NOCTI and its governing consortium of states emerged from the expanding nationwide need for vocational teachers during the mid-1960s. Panitz and Olivo (1970) stated, "Two one- day institutes at Rutgers University (1966), attended by representatives of twenty-three (23) states, concluded that the development and implementation of an occupational competency examination program on a nationwide basis would be a more efficient use of personnel and would provide higher quality examinations" (p. 1). Over its 30 years of continuing development, NOCTI has become a leading provider for occupational competency assessments and services (NOCTI, 2004).
By joining NOCTI, Pennsylvania gained the benefits of the national effort to produce quality occupational competency testing instruments for the nontraditional pathway to vocational teacher certification. This change from developing to purchasing examinations also required the Pennsylvania Occupational Competency Consortium members to revise the procedures for establishing the pass/fail cut scores. The procedures were revised to specify the establishment of the cut score for each written and performance test by subtracting two times the Standard Error of Measurement from the national mean score and rounding the results to the nearest whole number.
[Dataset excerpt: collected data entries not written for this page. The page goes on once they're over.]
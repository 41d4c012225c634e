// File: crates/market-charts/src/bin/layoffs-analysis-graphs.rs
// Summary: Layoff charts (monthly timeline, top companies, yearly comparison, reasons, roles) with data tables.

use anyhow::Result;
use chart_core::format::thousands;
use chart_core::{
    Anchor, Annotation, Axis, Chart, Color, Dataset, Figure, Fill, HAlign, Marker, PieChart, RefLine, Series, Table,
    VAlign, ValueFormat,
};
use market_charts::palette::*;
use market_charts::{init_tracing, Generator};

/// Jan-Nov 2025 total used as the denominator for company shares.
const LAYOFFS_2025_TOTAL: f64 = 165269.0;

fn layoffs_timeline() -> Result<Figure> {
    let months = ["Jan", "Feb", "Mar", "Apr", "May", "Jun", "Jul", "Aug", "Sep", "Oct", "Nov"];
    // Verified against Layoffs.fyi, TechCrunch and CNBC (Nov 2025).
    let monthly = Dataset::new(
        months,
        &[2403.0, 16234.0, 8834.0, 24500.0, 10397.0, 1606.0, 16142.0, 6002.0, 2205.0, 33281.0, 4545.0],
    )?;
    let cumulative = monthly.with_values(&monthly.cumulative())?;
    let total = cumulative.values().last().copied().unwrap_or(0.0);
    let mean = (total / monthly.len().max(1) as f64).trunc();
    let oct = 9;

    let bars = Chart::new()
        .with_title("Monthly layoffs (2025)")
        .with_x_axis(Axis::new("").without_grid())
        .with_y_axis(Axis::new("Layoffs").with_format(ValueFormat::Thousands))
        .with_series(
            Series::bar("", monthly.clone())
                .with_point_colors(by_threshold(monthly.values(), &[(15000.0, DANGER), (10000.0, WARNING)], INFO))
                .with_alpha(0.7)
                .with_value_labels(ValueFormat::Thousands),
        )
        .with_annotation(
            Annotation::callout("October spike\n33,281 (6x September)", (oct as f64, monthly.values()[oct]), (-60.0, -20.0), RED)
                .with_anchor(Anchor::new(HAlign::Right, VAlign::Middle))
                .with_box(RED, 0.5),
        );

    let mut running = Chart::new()
        .with_title("Cumulative layoffs for the year")
        .with_x_axis(Axis::new("Month 2025"))
        .with_y_axis(Axis::new("Cumulative layoffs").with_format(ValueFormat::Thousands))
        .with_series(
            Series::line("", cumulative.clone())
                .with_color(DANGER)
                .with_marker(Marker::Circle, 8.0)
                .with_fill(Fill::ToValue(0.0), 0.2),
        )
        .with_ref_line(RefLine::horizontal(total).with_color(RED).with_width(1.5).dashed().with_alpha(0.5))
        .with_annotation(
            Annotation::text(format!("Total: {}", thousands(total as i64)), ((months.len() - 1) as f64, total))
                .with_anchor(Anchor::new(HAlign::Right, VAlign::Bottom))
                .with_offset(0.0, 4.0)
                .with_color(RED),
        );
    for (i, v) in cumulative.values().iter().enumerate().step_by(2) {
        running = running.with_annotation(
            Annotation::text(thousands(*v as i64), (i as f64, *v)).with_anchor(Anchor::BOTTOM).with_offset(0.0, 8.0),
        );
    }

    let mut widths = vec![0.12];
    widths.extend(std::iter::repeat(0.073).take(months.len()));
    let table = Table::new(std::iter::once("Month").chain(months))
        .with_row(std::iter::once("Layoffs".to_string()).chain(monthly.values().iter().map(|v| thousands(*v as i64))))
        .with_col_widths(widths)
        .with_note(format!(
            "Total Jan-Nov 2025: {} layoffs | Monthly average: {}",
            thousands(total as i64),
            thousands(mean as i64)
        ));

    Ok(Figure::new(18.0, 12.0)
        .with_grid(3, 1)
        .with_row_ratios(vec![1.2, 1.0, 0.8])
        .with_suptitle("Tech layoffs timeline - 2025")
        .with_panel(bars)
        .with_panel(running)
        .with_panel(table))
}

fn top_companies() -> Result<Figure> {
    let companies = ["Intel", "TCS", "Microsoft", "Amazon", "Salesforce", "Meta", "Oracle", "Spotify", "Google", "Stripe"];
    // Intel 25K (CEO memo 07/25), TCS 20K, Salesforce 5K+.
    let counts = [25000.0, 20000.0, 15000.0, 14000.0, 5000.0, 3600.0, 3000.0, 1000.0, 500.0, 300.0];
    let percents = ["15%", "3%", "7%", "4%", "14%+", "2%", "10% India", "6%", "<1%", "3.5%"];
    let labels = counts.iter().zip(percents).map(|(c, p)| format!("{} ({p})", thousands(*c as i64))).collect();

    let chart = Chart::new()
        .with_title("Layoffs by company")
        .with_x_axis(Axis::new("Number of layoffs").with_format(ValueFormat::Thousands))
        .with_y_axis(Axis::new("").without_grid())
        .with_series(
            Series::hbar("", Dataset::new(companies, &counts)?)
                .with_point_colors(by_threshold(&counts, &[(15000.0, DANGER), (5000.0, WARNING)], INFO))
                .with_alpha(0.7)
                .with_value_labels(ValueFormat::Custom(labels)),
        );

    let rows = [
        ["1", "Intel", "21,000-25,000", "15%", "Apr 2025", "Restructuring, AI pivot"],
        ["2", "TCS (India)", "12,000-19,755", "3%", "Q2 2025", "Declining outsourcing demand"],
        ["3", "Microsoft", "15,000+", "7%", "May+Jul", "AI infrastructure funding"],
        ["4", "Amazon", "14,000", "4%", "Oct 2025", "AI transformation, cost-cutting"],
        ["5", "Salesforce", "8,000+", "14%+", "Feb-Nov", "AI replaces support roles"],
        ["6", "Meta", "4,200+", "2%", "Jan+Oct", "Performance, AI restructure"],
        ["7", "Oracle", "3,000+", "10% India", "Aug-Sep", "AI/cloud focus"],
        ["8", "Spotify", "1,000+", "6%", "Early 2025", "Travel tech restructuring"],
        ["9", "Google", "500+", "<1%", "Apr-May", "Android/Chrome, AI redirect"],
        ["10", "Stripe", "300", "3.5%", "Jan 2025", "Cost optimization"],
    ];
    let mut table = Table::new(["Rank", "Company", "Layoffs", "% workforce", "Date", "Reason"])
        .with_col_widths(vec![0.06, 0.14, 0.14, 0.11, 0.12, 0.43])
        .left_aligned();
    for (i, row) in rows.iter().enumerate() {
        let fill = match i + 1 {
            1..=4 => ROW_ALERT,
            n if n % 2 == 0 => ROW_STRIPE,
            _ => Color::WHITE,
        };
        table = table.with_row(row.iter().copied()).highlighted(fill);
    }
    let top_total: f64 = counts.iter().sum();
    let table = table.with_note(format!(
        "Top-10 companies total: {} layoffs | {:.1}% of all 2025 layoffs",
        thousands(top_total as i64),
        top_total / LAYOFFS_2025_TOTAL * 100.0
    ));

    Ok(Figure::new(18.0, 11.0)
        .with_grid(2, 1)
        .with_row_ratios(vec![1.3, 1.0])
        .with_suptitle("Top-10 companies by layoffs - 2025")
        .with_panel(chart)
        .with_panel(table))
}

fn year_comparison() -> Result<Figure> {
    let years = ["2022", "2023", "2024", "2025\n(Jan-Nov)"];
    let totals = [165000.0, 262735.0, 151484.0, LAYOFFS_2025_TOTAL];
    let companies = [1024.0, 585.0, 542.0, 1064.0];
    let per_company = [161.0, 449.0, 279.0, 155.0];
    let trends = ["Correction begins", "CRISIS PEAK", "Stabilization", "Crisis returns"];
    let colors = vec![WARNING, DANGER, SUCCESS, DANGER];
    let peak = totals.iter().copied().fold(0.0, f64::max);

    let labels = totals.iter().zip(trends).map(|(v, t)| format!("{}\n{t}", thousands(*v as i64))).collect();
    let overall = Chart::new()
        .with_title("Total layoffs by year")
        .with_x_axis(Axis::new("").without_grid())
        .with_y_axis(Axis::new("Total layoffs").with_range(0.0, peak * 1.15).with_format(ValueFormat::Thousands))
        .with_series(
            Series::bar("", Dataset::new(years, &totals)?)
                .with_point_colors(colors.clone())
                .with_alpha(0.7)
                .with_value_labels(ValueFormat::Custom(labels)),
        );

    let affected = Chart::new()
        .with_title("Companies affected")
        .with_x_axis(Axis::new("").without_grid())
        .with_y_axis(Axis::new("Number of companies"))
        .with_series(
            Series::bar("", Dataset::new(years, &companies)?)
                .with_point_colors(colors.clone())
                .with_alpha(0.7)
                .with_value_labels(ValueFormat::Plain),
        );

    let average = Chart::new()
        .with_title("Average per company")
        .with_x_axis(Axis::new("").without_grid())
        .with_y_axis(Axis::new("Average layoffs per company"))
        .with_series(
            Series::bar("", Dataset::new(years, &per_company)?)
                .with_point_colors(colors)
                .with_alpha(0.7)
                .with_value_labels(ValueFormat::Plain),
        )
        .with_annotation(
            Annotation::callout("2023: peak intensity\n449 per company", (1.0, per_company[1]), (40.0, -30.0), RED)
                .with_box(RED, 0.3),
        );

    let table = Table::new(["Year", "Layoffs", "Companies", "Average/company", "Trend"])
        .with_col_widths(vec![0.12, 0.18, 0.18, 0.22, 0.30])
        .with_row(["2022", "165,000", "1,024", "161", "Correction begins"])
        .with_row(["2023", "262,735", "585", "449", "CRISIS PEAK"])
        .highlighted(ROW_ALERT)
        .with_row(["2024", "151,484", "542", "279", "Stabilization"])
        .highlighted(ROW_STRIPE)
        .with_row(["2025*", "165,269+", "1,064+", "155", "Crisis returns"])
        .highlighted(ROW_WARN)
        .with_note("* 2025: Jan-Nov data (partial year)");

    Ok(Figure::new(18.0, 12.0)
        .with_grid(3, 2)
        .with_suptitle("Historical context of layoffs - 2022-2025")
        .with_wide_panel(overall, 2)
        .with_panel(affected)
        .with_panel(average)
        .with_wide_panel(table, 2))
}

fn layoff_reasons() -> Result<Figure> {
    let reasons = ["Cost-cutting", "AI-driven\nrestructuring", "Restructuring/\nEfficiency", "Slowing\ngrowth", "Other"];
    let mut pie = PieChart::new(reasons, &[50437.0, 31039.0, 20000.0, 15000.0, 13805.0])?
        .with_title("Layoff reasons - October 2025\n(Highest layoff month)")
        .with_colors(vec![DANGER, WARNING, INFO, SECONDARY, NEUTRAL]);
    pie.explode = vec![0.1, 0.05, 0.0, 0.0, 0.0];
    Ok(Figure::new(12.0, 8.0).with_panel(pie))
}

fn affected_roles() -> Result<Figure> {
    let roles = [
        "Junior SWE",
        "Customer Support",
        "Middle Management",
        "Sales/BD",
        "HR/Recruiting",
        "Program Managers",
        "QA Engineers",
        "Data Analysts",
    ];
    // Relative impact score, 0-100.
    let impact = [95.0, 90.0, 85.0, 75.0, 70.0, 65.0, 55.0, 50.0];
    let chart = Chart::new()
        .with_title("Most affected roles - 2025")
        .with_x_axis(Axis::new("Relative Impact Score (0-100)"))
        .with_y_axis(Axis::new("").without_grid())
        .with_series(
            Series::hbar("", Dataset::new(roles, &impact)?)
                .with_point_colors(by_threshold(&impact, &[(80.0, DANGER), (60.0, WARNING)], INFO))
                .with_alpha(0.7)
                .with_value_labels(ValueFormat::Plain),
        );
    Ok(Figure::new(14.0, 8.0).with_panel(chart))
}

fn main() -> Result<()> {
    init_tracing();
    let mut gen = Generator::start("Generating layoff analysis charts...")?;

    gen.save_png("21_layoffs_timeline", &layoffs_timeline()?, "Chart 21: layoffs timeline (with table)")?;
    gen.save_png("22_top_companies_layoffs", &top_companies()?, "Chart 22: top companies by layoffs (with table)")?;
    gen.save_png("23_layoffs_year_comparison", &year_comparison()?, "Chart 23: year comparison (with table)")?;
    gen.save_png("24_layoff_reasons", &layoff_reasons()?, "Chart 24: layoff reasons")?;
    gen.save_png("25_affected_roles", &affected_roles()?, "Chart 25: affected roles")?;

    gen.finish("All layoff analysis charts created successfully!")
}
However, there has been an on-going problem with the traditional approach of setting cut scores for use by personnel of the Pennsylvania Department of Education in the certification of secondary-level vocational instructors. As detailed within Walter and Kapes (2003):
The Walter and Kapes (2003) study was undertaken to answer the question posed by the members of the Pennsylvania Occupational Competency Assessment Consortium, "Is there a viable alternative to the traditional methodology used to establish cut scores for NOCTI examinations?" (p. 40). The authors concluded, based upon the results, that the answer to the question was "yes", and proposed several follow-up studies that might be undertaken to expand upon their initial findings. This article provides a discussion of one such follow-up study, focused upon the behavior of judges within the application of the Nedelsky (1954) methodology to the NOCTI Audio Visual Communications Technology and Quantity Foods experienced worker written examinations to provide answers to two main research questions:
- Were the members of the panels of judges able to use the filter of a minimally competent worker to eliminate multiple-choice item distracters?
- To what extent is there a relationship between the judges' predicted scores for a minimally competent worker and their own achieved scores?
Selection of the Examinations
As a result of a conversation with NOCTI staff members during which the persistent problem of securing subjects to pilot experienced worker examinations was reemphasized, it was decided to select both the Audio Visual Communications Technology and Quantity Foods written tests for this follow-up study. Both were newly revised versions of existing written tests currently used in Pennsylvania to certify vocational instructors.
Selection of the Judges
As in the pilot study, the selection of the judges to participate in the application of the Nedelsky (1954) method to these two written tests was a crucial step. Considerations that impacted the selection process included (a) the necessity for judges to possess high levels of expertise in their respective occupational areas, (b) the requirement for between 10 and 15 judges for each panel, (c)) the availability of potential judges, and (d) the need for a broad diversity of employment experiences in terms of work assignments and enterprises. Based upon the pilot study results, as well as the need to balance panel size with manageable expenditures, it was decided to select a minimum of 10 judges for each panel.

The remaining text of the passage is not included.